Given information ::
:::

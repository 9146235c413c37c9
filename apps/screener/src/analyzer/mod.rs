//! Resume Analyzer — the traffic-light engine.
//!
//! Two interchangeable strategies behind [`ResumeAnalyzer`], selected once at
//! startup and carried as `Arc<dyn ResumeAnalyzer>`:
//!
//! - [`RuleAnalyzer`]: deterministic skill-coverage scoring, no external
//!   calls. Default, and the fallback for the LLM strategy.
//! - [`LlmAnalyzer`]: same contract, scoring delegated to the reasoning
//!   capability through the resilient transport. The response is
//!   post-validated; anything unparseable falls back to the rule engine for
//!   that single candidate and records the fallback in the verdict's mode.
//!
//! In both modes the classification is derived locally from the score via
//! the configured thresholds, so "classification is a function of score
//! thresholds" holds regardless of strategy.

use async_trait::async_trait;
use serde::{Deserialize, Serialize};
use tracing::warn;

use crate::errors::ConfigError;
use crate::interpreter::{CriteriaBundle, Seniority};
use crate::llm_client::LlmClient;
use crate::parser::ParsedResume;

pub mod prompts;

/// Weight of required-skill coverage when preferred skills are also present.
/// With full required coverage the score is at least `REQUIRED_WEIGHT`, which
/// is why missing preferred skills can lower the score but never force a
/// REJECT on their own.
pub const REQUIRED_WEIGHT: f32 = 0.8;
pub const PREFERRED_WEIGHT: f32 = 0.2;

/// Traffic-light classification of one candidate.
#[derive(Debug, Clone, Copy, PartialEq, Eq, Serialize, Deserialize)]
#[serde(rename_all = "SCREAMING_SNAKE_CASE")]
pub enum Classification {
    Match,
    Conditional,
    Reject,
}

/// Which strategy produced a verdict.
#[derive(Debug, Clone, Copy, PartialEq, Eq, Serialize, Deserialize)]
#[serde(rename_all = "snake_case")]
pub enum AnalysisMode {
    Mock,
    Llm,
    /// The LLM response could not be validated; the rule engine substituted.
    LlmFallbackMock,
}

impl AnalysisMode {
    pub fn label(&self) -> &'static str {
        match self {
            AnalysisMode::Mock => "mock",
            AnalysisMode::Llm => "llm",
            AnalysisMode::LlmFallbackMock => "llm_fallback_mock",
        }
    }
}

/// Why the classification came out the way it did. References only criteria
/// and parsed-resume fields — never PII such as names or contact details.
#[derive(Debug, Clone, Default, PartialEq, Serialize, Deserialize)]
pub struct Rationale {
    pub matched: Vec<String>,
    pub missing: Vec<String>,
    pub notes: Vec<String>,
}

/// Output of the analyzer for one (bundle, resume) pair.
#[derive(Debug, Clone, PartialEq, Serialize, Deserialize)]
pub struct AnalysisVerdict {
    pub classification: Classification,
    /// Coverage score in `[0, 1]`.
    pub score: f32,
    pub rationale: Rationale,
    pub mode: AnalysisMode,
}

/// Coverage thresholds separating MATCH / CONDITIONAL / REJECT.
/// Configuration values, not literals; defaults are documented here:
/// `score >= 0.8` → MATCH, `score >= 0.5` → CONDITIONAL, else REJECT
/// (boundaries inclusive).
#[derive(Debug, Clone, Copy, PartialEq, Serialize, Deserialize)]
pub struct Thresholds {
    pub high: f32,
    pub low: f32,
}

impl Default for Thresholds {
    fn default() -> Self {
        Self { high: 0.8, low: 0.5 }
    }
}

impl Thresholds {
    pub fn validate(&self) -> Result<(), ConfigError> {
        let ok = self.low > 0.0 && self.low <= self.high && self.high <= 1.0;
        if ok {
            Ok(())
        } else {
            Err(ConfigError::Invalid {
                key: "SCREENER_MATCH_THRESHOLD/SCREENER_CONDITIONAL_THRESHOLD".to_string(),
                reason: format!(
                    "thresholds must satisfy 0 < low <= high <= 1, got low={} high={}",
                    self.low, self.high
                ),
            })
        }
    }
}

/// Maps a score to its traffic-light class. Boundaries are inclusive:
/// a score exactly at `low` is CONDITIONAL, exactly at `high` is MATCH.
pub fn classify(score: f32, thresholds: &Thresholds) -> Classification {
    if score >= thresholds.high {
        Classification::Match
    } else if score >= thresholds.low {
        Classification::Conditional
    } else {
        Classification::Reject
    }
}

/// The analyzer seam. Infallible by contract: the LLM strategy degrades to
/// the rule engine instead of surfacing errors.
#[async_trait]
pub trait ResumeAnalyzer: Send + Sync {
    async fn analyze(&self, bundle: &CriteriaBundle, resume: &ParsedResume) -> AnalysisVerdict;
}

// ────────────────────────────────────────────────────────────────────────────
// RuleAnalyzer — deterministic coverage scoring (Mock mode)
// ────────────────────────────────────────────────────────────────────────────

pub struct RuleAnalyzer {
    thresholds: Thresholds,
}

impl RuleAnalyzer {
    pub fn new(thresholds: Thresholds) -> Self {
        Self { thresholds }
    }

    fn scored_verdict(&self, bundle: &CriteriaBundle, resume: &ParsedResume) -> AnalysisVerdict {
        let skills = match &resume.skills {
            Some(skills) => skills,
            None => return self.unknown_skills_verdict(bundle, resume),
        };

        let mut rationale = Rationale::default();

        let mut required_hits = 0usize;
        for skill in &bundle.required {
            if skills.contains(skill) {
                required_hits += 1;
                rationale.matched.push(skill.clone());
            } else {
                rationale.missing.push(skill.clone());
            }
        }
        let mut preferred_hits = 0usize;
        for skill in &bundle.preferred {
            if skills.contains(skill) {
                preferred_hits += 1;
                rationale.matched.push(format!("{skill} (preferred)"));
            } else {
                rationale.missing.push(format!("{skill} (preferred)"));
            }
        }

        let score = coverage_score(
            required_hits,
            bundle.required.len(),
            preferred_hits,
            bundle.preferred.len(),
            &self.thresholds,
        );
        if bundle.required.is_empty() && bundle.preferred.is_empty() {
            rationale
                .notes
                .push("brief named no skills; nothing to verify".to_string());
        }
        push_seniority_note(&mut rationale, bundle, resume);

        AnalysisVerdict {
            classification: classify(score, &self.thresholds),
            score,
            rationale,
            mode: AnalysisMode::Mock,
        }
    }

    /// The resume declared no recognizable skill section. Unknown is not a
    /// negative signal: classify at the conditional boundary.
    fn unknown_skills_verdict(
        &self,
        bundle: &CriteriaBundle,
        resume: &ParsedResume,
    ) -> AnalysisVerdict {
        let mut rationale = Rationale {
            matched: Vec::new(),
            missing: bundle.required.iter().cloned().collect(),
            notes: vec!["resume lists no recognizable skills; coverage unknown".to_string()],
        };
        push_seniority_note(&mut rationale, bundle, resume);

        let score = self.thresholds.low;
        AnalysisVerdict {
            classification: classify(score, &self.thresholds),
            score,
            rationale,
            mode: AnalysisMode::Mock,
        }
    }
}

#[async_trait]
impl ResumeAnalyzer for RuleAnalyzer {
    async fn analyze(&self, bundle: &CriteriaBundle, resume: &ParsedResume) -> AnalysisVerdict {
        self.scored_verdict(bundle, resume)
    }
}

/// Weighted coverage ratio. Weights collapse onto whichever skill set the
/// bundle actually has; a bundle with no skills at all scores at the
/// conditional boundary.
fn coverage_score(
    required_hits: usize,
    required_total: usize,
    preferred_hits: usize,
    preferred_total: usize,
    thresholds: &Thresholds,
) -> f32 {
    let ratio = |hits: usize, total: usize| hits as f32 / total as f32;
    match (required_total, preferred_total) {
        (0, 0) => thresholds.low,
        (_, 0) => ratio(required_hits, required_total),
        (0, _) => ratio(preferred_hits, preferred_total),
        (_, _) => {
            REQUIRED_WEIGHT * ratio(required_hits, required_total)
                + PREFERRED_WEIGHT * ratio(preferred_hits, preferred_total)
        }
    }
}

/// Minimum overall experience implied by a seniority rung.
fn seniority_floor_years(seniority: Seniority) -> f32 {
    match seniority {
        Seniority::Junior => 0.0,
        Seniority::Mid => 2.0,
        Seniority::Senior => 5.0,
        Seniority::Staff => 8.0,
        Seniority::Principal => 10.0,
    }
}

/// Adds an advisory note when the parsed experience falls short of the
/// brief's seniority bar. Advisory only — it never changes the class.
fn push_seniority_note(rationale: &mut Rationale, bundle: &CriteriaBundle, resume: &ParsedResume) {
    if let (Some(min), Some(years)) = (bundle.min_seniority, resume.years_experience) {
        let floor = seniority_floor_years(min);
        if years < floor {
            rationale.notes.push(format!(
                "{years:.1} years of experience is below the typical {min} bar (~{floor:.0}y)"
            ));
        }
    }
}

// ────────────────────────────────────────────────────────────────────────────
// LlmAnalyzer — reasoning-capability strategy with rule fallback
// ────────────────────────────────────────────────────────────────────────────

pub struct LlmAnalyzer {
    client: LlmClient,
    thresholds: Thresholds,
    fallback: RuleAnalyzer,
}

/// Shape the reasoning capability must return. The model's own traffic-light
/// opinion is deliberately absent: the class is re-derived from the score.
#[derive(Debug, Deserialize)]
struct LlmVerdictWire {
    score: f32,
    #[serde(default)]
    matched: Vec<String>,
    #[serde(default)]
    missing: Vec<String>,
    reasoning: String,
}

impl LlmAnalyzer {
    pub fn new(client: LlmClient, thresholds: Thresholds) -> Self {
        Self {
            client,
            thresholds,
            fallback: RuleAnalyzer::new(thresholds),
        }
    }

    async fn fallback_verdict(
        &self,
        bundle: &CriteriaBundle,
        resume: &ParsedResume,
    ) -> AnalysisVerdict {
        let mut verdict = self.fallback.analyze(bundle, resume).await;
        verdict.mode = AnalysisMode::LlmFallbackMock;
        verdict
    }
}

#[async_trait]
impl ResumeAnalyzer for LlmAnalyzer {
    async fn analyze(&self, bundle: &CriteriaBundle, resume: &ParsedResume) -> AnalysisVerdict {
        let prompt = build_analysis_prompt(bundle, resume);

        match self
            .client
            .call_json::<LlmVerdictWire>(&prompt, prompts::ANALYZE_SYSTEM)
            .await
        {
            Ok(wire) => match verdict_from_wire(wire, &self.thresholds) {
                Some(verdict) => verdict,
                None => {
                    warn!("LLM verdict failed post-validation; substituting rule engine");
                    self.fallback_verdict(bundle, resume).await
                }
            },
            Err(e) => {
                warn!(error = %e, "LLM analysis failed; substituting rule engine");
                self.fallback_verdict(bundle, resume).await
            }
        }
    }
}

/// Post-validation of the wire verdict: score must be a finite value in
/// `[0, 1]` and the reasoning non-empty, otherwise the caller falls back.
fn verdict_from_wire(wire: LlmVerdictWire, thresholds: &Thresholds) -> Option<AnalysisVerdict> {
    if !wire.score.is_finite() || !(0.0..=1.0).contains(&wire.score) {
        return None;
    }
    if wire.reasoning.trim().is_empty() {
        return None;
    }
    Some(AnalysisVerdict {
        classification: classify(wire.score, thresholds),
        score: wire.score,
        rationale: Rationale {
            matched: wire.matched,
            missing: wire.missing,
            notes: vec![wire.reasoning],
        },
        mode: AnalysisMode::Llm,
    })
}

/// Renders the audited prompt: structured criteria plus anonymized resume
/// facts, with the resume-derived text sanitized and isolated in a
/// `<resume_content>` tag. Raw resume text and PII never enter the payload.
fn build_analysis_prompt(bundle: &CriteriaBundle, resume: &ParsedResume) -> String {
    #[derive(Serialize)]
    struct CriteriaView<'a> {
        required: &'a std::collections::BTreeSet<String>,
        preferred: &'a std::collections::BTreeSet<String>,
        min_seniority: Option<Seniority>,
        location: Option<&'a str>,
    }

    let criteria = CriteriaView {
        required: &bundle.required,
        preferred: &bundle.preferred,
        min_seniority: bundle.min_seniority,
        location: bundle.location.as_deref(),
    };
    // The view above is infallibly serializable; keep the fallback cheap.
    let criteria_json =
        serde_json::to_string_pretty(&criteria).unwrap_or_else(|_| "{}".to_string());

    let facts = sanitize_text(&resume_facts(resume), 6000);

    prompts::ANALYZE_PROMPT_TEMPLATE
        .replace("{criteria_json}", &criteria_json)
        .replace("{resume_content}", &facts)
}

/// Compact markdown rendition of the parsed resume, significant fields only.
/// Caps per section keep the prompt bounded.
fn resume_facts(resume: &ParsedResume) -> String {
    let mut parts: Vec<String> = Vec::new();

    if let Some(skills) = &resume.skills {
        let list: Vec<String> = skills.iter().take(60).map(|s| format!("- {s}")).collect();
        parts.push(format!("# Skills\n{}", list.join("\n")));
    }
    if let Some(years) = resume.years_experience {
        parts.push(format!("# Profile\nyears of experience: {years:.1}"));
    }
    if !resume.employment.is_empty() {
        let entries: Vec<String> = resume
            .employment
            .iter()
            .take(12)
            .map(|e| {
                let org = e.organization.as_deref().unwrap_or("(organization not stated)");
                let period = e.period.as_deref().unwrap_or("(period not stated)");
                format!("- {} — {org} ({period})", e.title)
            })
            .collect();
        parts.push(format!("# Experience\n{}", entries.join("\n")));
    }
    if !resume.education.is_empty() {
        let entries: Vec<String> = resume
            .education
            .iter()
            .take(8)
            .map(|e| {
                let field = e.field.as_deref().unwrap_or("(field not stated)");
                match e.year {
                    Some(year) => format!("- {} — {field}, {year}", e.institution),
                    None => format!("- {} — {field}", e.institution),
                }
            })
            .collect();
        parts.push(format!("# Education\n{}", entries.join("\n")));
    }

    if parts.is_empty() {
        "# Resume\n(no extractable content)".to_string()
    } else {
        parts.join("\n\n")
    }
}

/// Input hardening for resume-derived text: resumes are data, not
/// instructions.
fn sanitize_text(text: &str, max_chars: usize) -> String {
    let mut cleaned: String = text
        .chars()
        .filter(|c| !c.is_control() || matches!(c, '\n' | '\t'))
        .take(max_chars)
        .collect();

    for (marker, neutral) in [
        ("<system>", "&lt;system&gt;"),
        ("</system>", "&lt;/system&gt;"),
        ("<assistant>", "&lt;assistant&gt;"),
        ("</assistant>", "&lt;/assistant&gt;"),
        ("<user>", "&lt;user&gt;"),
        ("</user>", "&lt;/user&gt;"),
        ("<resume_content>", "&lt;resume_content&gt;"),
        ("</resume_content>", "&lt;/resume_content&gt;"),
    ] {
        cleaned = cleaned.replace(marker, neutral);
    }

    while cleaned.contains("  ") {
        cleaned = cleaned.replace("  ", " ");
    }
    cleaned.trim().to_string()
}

:::

Task instructions :: Please copy each line from the material above in which the string "employment" appears.

Final answer ::
    if !resume.employment.is_empty() {
            .employment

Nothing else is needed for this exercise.